Medea was a princess, sorceress, mother, and most definitely a woman. In this travesty written by Euripides we learn of the distraught Medea and the murders she commits. We read and discover the role her beloved husband, Jason, played in them. Throughout the course of things we read of love and lost, hurt, violence, murder and death. Jason did not physically commit any of these horrific murders but is far from guiltless.
The marriage of Jason and Medea was not exactly standard but was a commitment made between the two parties that Medea took very seriously. She was made to fall in-love with him and could not change that. This was against her will. Jason took a new bride-to-be and abandoned her and his children. He professed his love for them but it was evident that he only wanted to better himself and was selfish. This abandonment is what begat Medea's plot for revenge. "A soul bitten into wrong?" This was the question posed by the Nurse of Medea's intentions. It was undeniable that Medea's thoughts and mental stability was not what they had been before Jason's departure. She even proposed that death would be a release, " what use to I have for life?" .

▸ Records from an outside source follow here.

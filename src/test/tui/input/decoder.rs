use super::{InputDecoder, InputEvent, KeyDecoder, decode_bytes};
use crate::tui::input::{RawInput, ScriptedSource};

#[test]
fn arrow_sequences_decode_to_single_events() {
    assert_eq!(decode_bytes(&[0x1B, 0x5B, 0x41]), vec![InputEvent::Up]);
    assert_eq!(decode_bytes(&[0x1B, 0x5B, 0x42]), vec![InputEvent::Down]);
    assert_eq!(decode_bytes(&[0x1B, 0x5B, 0x43]), vec![InputEvent::Right]);
    assert_eq!(decode_bytes(&[0x1B, 0x5B, 0x44]), vec![InputEvent::Left]);
    assert!(InputEvent::Left.is_cancel());
    assert!(InputEvent::Right.is_cancel());
    assert!(!InputEvent::Enter.is_cancel());
}

#[test]
fn unknown_escape_continuation_is_discarded() {
    assert!(decode_bytes(&[0x1B, 0x5B, 0x45]).is_empty());
    assert!(decode_bytes(&[0x1B, 0x4F, 0x41]).is_empty());
    assert_eq!(decode_bytes(&[0x1B, 0x5B, 0x5A, b'a']), vec![InputEvent::Char('a')]);
}

#[test]
fn printable_enter_and_backspace() {
    assert_eq!(
        decode_bytes(b"a Z}\r\n\x7f"),
        vec![
            InputEvent::Char('a'),
            InputEvent::Char(' '),
            InputEvent::Char('Z'),
            InputEvent::Char('}'),
            InputEvent::Enter,
            InputEvent::Enter,
            InputEvent::Backspace,
        ]
    );
}

#[test]
fn control_bytes_and_tilde_are_dropped() {
    assert!(decode_bytes(&[0x00, 0x01, 0x09, 0x1F, 0x7E]).is_empty());
}

#[test]
fn lone_escape_waits_for_two_more_bytes() {
    let mut decoder = KeyDecoder::new();
    assert_eq!(decoder.push(0x1B), None);
    assert!(decoder.is_pending());
    assert_eq!(decoder.push(b'a'), None);
    assert!(decoder.is_pending());
    assert_eq!(decoder.push(b'b'), None);
    assert!(!decoder.is_pending());
    assert_eq!(decoder.push(b'c'), Some(InputEvent::Char('c')));
}

#[test]
fn resize_does_not_break_a_split_escape_sequence() {
    let source = ScriptedSource::new([
        RawInput::Bytes(vec![0x1B]),
        RawInput::Resize,
        RawInput::Bytes(vec![0x5B, 0x42]),
        RawInput::Bytes(b"x".to_vec()),
    ]);
    let mut input = InputDecoder::new(source);

    assert_eq!(input.next_event().expect("event"), InputEvent::Resize);
    assert_eq!(input.next_event().expect("event"), InputEvent::Down);
    assert_eq!(input.next_event().expect("event"), InputEvent::Char('x'));
    assert_eq!(input.next_event().expect("event"), InputEvent::CtrlC);
}

#[test]
fn several_keys_in_one_read_are_delivered_in_order() {
    let source = ScriptedSource::new([RawInput::Bytes(vec![b'h', 0x1B, 0x5B, 0x41, b'i'])]);
    let mut input = InputDecoder::new(source);

    assert_eq!(input.next_event().expect("event"), InputEvent::Char('h'));
    assert_eq!(input.next_event().expect("event"), InputEvent::Up);
    assert_eq!(input.next_event().expect("event"), InputEvent::Char('i'));
}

Jason broke her heart and offended her. It was known that a foreign man had more status than that of a woman, much less a foreign woman. Medea was a threat to Creon and he gave her orders to flee. She was left with all these emotional whirlwinds and now she was being banished. Jason told her, " Have come to make some provision for you." She told Jason in her conversation to him that she had made it impossible to go home because of the things she had done and had done for him. She would not be safe and how did he propose to her that she would believe anything he said to her after he broke her trust and her heart. She asked, "Why is there no mark engraved on men's bodies, by which we could know the true one's from the false one's?" She was so right on that.